9) It's your honey-do list. Many times over the years I've told myself I'll carry an organizer, or a voice recorder, or even just a pad of paper. Something so I can take notes when an idea hits me, or something has to go on the to-do list. Never kept it up for very long. Well, my iTouch is in my pocket near constantly, so now I've always got something where I can type out a quick note to myself. Especially handy when I've been sent for a quick grocery run on the way home from work and the list gets dictated to me over the phone.
8) Backlight. When checking on the kids before going to bed yourself, why turn on the lights, or reach for the flashlight? One button turns the iTouch on, shining enough light to see that the little buggers are still breathing. Also handy when your spouse goes to bed before you and you're emptying your pocket change, setting the alarm, etc... without waking her up.
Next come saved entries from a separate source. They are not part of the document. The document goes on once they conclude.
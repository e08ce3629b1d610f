//! The roster of participants present on the channel.
//!
//! A [`Roster`] is an ordered sequence of unique [`ParticipantId`]s. Order
//! carries no meaning beyond determinism: joins append, snapshots impose
//! their own order. The only invariant is that no identifier appears more
//! than once, and every mutation preserves it.

use std::collections::HashSet;

use lobby_types::ParticipantId;

/// What a roster mutation actually changed.
#[derive(Debug, Clone, Default, PartialEq, Eq)]
pub struct RosterChange {
    /// Identifiers that were not present before.
    pub added: Vec<ParticipantId>,
    /// Identifiers that are no longer present.
    pub removed: Vec<ParticipantId>,
}

impl RosterChange {
    /// `true` if the mutation was a no-op.
    pub fn is_empty(&self) -> bool {
        self.added.is_empty() && self.removed.is_empty()
    }

    /// Fold another change into this one.
    ///
    /// An identifier added and then removed within the same batch cancels
    /// out, and vice versa.
    pub fn merge(&mut self, other: Self) {
        for id in other.added {
            if let Some(pos) = self.removed.iter().position(|r| *r == id) {
                self.removed.remove(pos);
            } else {
                self.added.push(id);
            }
        }
        for id in other.removed {
            if let Some(pos) = self.added.iter().position(|a| *a == id) {
                self.added.remove(pos);
            } else {
                self.removed.push(id);
            }
        }
    }
}

/// Deduplicated, ordered set of present participants.
#[derive(Debug, Clone, Default, PartialEq, Eq)]
pub struct Roster {
    members: Vec<ParticipantId>,
}

impl Roster {
    /// Create an empty roster.
    pub const fn new() -> Self {
        Self {
            members: Vec::new(),
        }
    }

    /// Build a roster from identifiers, keeping the first occurrence of
    /// each.
    pub fn from_members(members: impl IntoIterator<Item = ParticipantId>) -> Self {
        Self {
            members: dedup(members),
        }
    }

    /// Append `id` if it is not already present.
    ///
    /// Returns `true` if the roster changed.
    pub fn apply_join(&mut self, id: &ParticipantId) -> bool {
        if self.contains(id) {
            return false;
        }
        self.members.push(id.clone());
        true
    }

    /// Remove `id` if it is present.
    ///
    /// Returns `true` if the roster changed.
    pub fn apply_leave(&mut self, id: &ParticipantId) -> bool {
        match self.members.iter().position(|m| m == id) {
            Some(pos) => {
                self.members.remove(pos);
                true
            }
            None => false,
        }
    }

    /// Replace every member with `members`, in the given order.
    ///
    /// This is a wholesale replacement, not a union: anything absent from
    /// `members` is dropped. Duplicates within `members` collapse to their
    /// first occurrence.
    pub fn replace_all(&mut self, members: impl IntoIterator<Item = ParticipantId>) -> RosterChange {
        let next = dedup(members);

        let before: HashSet<&ParticipantId> = self.members.iter().collect();
        let after: HashSet<&ParticipantId> = next.iter().collect();

        let change = RosterChange {
            added: next
                .iter()
                .filter(|id| !before.contains(id))
                .cloned()
                .collect(),
            removed: self
                .members
                .iter()
                .filter(|id| !after.contains(id))
                .cloned()
                .collect(),
        };

        self.members = next;
        change
    }

    /// `true` if `id` is present.
    pub fn contains(&self, id: &ParticipantId) -> bool {
        self.members.contains(id)
    }

    /// Present participants, in roster order.
    pub fn members(&self) -> &[ParticipantId] {
        &self.members
    }

    /// Number of present participants.
    pub fn len(&self) -> usize {
        self.members.len()
    }

    /// `true` if nobody is present.
    pub fn is_empty(&self) -> bool {
        self.members.is_empty()
    }
}

fn dedup(members: impl IntoIterator<Item = ParticipantId>) -> Vec<ParticipantId> {
    let mut seen = HashSet::new();
    members
        .into_iter()
        .filter(|id| seen.insert(id.clone()))
        .collect()
}
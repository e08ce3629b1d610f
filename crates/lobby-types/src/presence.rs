//! Presence wire messages and the validated events derived from them.
//!
//! The presence channel delivers loosely-typed JSON objects keyed by an
//! `action` field. [`PresenceMessage`] decodes them leniently (every field
//! optional) so that a single bad message never poisons the stream, and
//! [`PresenceEvent::from_message`] validates one into the tagged union the
//! reconciler understands.
//!
//! | `action` | Event |
//! |----------|-------|
//! | `join` | [`PresenceEvent::Join`] |
//! | `leave`, `timeout` | [`PresenceEvent::Leave`] |
//! | `interval` | [`PresenceEvent::IntervalBatch`] or [`PresenceEvent::RefreshRequested`] |
//! | `state-change`, anything else | ignored |

use serde::{Deserialize, Serialize};

use crate::ids::ParticipantId;

/// A raw presence notification as delivered by the transport.
#[derive(Debug, Clone, Default, PartialEq, Eq, Serialize, Deserialize)]
pub struct PresenceMessage {
    /// Presence action (`join`, `leave`, `timeout`, `interval`, ...).
    #[serde(default, skip_serializing_if = "Option::is_none")]
    pub action: Option<String>,
    /// Identifier of the peer for single-peer actions.
    #[serde(default, skip_serializing_if = "Option::is_none")]
    pub uuid: Option<String>,
    /// Channel occupancy after the action, as reported by the service.
    #[serde(default, skip_serializing_if = "Option::is_none")]
    pub occupancy: Option<u32>,
    /// Peers that joined during an interval.
    #[serde(default, skip_serializing_if = "Option::is_none")]
    pub join: Option<Vec<String>>,
    /// Peers that left during an interval.
    #[serde(default, skip_serializing_if = "Option::is_none")]
    pub leave: Option<Vec<String>>,
    /// Peers whose heartbeat expired during an interval.
    #[serde(default, skip_serializing_if = "Option::is_none")]
    pub timeout: Option<Vec<String>>,
    /// Set by the service when an interval had too many changes to list.
    #[serde(default, skip_serializing_if = "Option::is_none")]
    pub here_now_refresh: Option<bool>,
    /// Service timestamp (seconds since the epoch).
    #[serde(default, skip_serializing_if = "Option::is_none")]
    pub timestamp: Option<u64>,
}

impl PresenceMessage {
    /// A `join` message for `uuid`.
    pub fn join(uuid: &str, occupancy: u32) -> Self {
        Self {
            action: Some(String::from("join")),
            uuid: Some(uuid.to_owned()),
            occupancy: Some(occupancy),
            ..Self::default()
        }
    }

    /// A `leave` message for `uuid`.
    pub fn leave(uuid: &str, occupancy: u32) -> Self {
        Self {
            action: Some(String::from("leave")),
            uuid: Some(uuid.to_owned()),
            occupancy: Some(occupancy),
            ..Self::default()
        }
    }

    /// An `interval` message listing joins and leaves.
    pub fn interval(joined: &[&str], left: &[&str], occupancy: u32) -> Self {
        Self {
            action: Some(String::from("interval")),
            occupancy: Some(occupancy),
            join: Some(joined.iter().map(|s| (*s).to_owned()).collect()),
            leave: Some(left.iter().map(|s| (*s).to_owned()).collect()),
            ..Self::default()
        }
    }
}

/// Why a presence message could not become a [`PresenceEvent`].
#[derive(Debug, Clone, PartialEq, Eq, thiserror::Error)]
pub enum MalformedEvent {
    /// The message carried no `action` field.
    #[error("presence message has no action")]
    MissingAction,

    /// A single-peer action carried no (or an empty) identifier.
    #[error("presence {action} has no identifier")]
    MissingIdentifier {
        /// The action that required an identifier.
        action: String,
    },
}

/// A validated presence event.
#[derive(Debug, Clone, PartialEq, Eq)]
pub enum PresenceEvent {
    /// A peer joined the channel.
    Join {
        /// The peer that joined.
        identifier: ParticipantId,
        /// Reported occupancy; informational only.
        occupancy: u32,
    },
    /// A peer left the channel, gracefully or by heartbeat timeout.
    Leave {
        /// The peer that left.
        identifier: ParticipantId,
        /// Reported occupancy; informational only.
        occupancy: u32,
    },
    /// Joins and leaves accumulated by the service over one interval.
    IntervalBatch {
        /// Peers that joined, applied first.
        joined: Vec<ParticipantId>,
        /// Peers that left or timed out, applied after the joins.
        left: Vec<ParticipantId>,
        /// Reported occupancy; informational only.
        occupancy: u32,
    },
    /// The interval was too large to enumerate; the roster should be
    /// refreshed from a snapshot.
    RefreshRequested {
        /// Reported occupancy; informational only.
        occupancy: u32,
    },
}

impl PresenceEvent {
    /// Validate a wire message.
    ///
    /// Returns `Ok(None)` for actions that carry no roster information
    /// (`state-change` and unknown actions).
    pub fn from_message(message: &PresenceMessage) -> Result<Option<Self>, MalformedEvent> {
        let action = message.action.as_deref().ok_or(MalformedEvent::MissingAction)?;
        let occupancy = message.occupancy.unwrap_or(0);

        match action {
            "join" => Ok(Some(Self::Join {
                identifier: single_identifier(message, action)?,
                occupancy,
            })),
            "leave" | "timeout" => Ok(Some(Self::Leave {
                identifier: single_identifier(message, action)?,
                occupancy,
            })),
            "interval" => {
                if message.here_now_refresh == Some(true) {
                    return Ok(Some(Self::RefreshRequested { occupancy }));
                }
                let joined = identifiers(message.join.iter().flatten());
                let left = identifiers(
                    message
                        .leave
                        .iter()
                        .flatten()
                        .chain(message.timeout.iter().flatten()),
                );
                Ok(Some(Self::IntervalBatch {
                    joined,
                    left,
                    occupancy,
                }))
            }
            _ => Ok(None),
        }
    }

    /// Short name of the event kind, for logging.
    pub const fn kind(&self) -> &'static str {
        match self {
            Self::Join { .. } => "join",
            Self::Leave { .. } => "leave",
            Self::IntervalBatch { .. } => "interval",
            Self::RefreshRequested { .. } => "refresh",
        }
    }
}

fn single_identifier(message: &PresenceMessage, action: &str) -> Result<ParticipantId, MalformedEvent> {
    message
        .uuid
        .clone()
        .and_then(ParticipantId::new)
        .ok_or_else(|| MalformedEvent::MissingIdentifier {
            action: action.to_owned(),
        })
}

/// Interval entries that are empty are dropped rather than failing the batch.
fn identifiers<'a>(raw: impl Iterator<Item = &'a String>) -> Vec<ParticipantId> {
    raw.filter_map(|id| ParticipantId::new(id.as_str())).collect()
}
7) It's an educational toy. My daughters like to play games in the dark before going to bed. Sometimes I'll bust out the iTouch to play letter and number games, like asking them what 2+2 is, or how to spell their name. To do that on a piece of paper would require you leave the lights on.
6) It plays video. Well yeah, duh, of course it does. But at 6am on a Sunday morning when your 2yr old won't go back to sleep, and you're downstairs watching Elmo with the sound down low so you don't wake anybody up, you may be tempted to slip in just one earbud and actually watch one of your own shows, courtesy iPhone. After all, the little guy is entranced by Sesame Street, he doesn't even know you're in the room.
5) It plays video for them, too. Want to know how to keep children occupied in the waiting room at the doctor's office? Have a selection of kids' shows loaded up on your iTouch. Works every time, even when they've seen the same episode 20 times. I even use mine in the car in lieu of a portable DVD player, for short trips around town. An FM transmitter broadcasts the sound through the car radio and I position the iPod behind my seat so kids can see it.
4) e-Book Reader. It's not a great one, but the Safari browser that comes with the device has a sufficient PDF reader. Many nights I've had a child falling asleep on one shoulder, holding him up with one hand while the other hand holds my iTouch where I can get some reading done. Personally I find that turning the device sideways gets the best font size, although it means more pages to scroll through. (Also good for reading email and RSS feeds).
3) Clock. Is it 2am or closer to 3? Have you been in here rubbing the baby's back for 5 minutes or 20? If you're already holding your backlit device where you can read books from it, you can see what time it is right in front of you. Can also be used as a stopwatch/timer when it's time for timeouts.
2) No 911 (iTouch only). No matter how many random buttons my son pushes on my iTouch, I know he's not going to call my friends (or the police) accidentally. I can't say that about my cell phone. So he can happily play with it while he is bored. I'm hoping the new SDK allows somebody to make a fingerpainting program.
1) Never say "I don't know" again. Ever have the kids ask you a question where you don't know the answer, and you say "We should look that up on the computer'? But right that moment you're not at the computer, so you'll do it later? Well now you're holding an Internet-enabled device in your pocket. Pull it out, right then and there, and answer the question.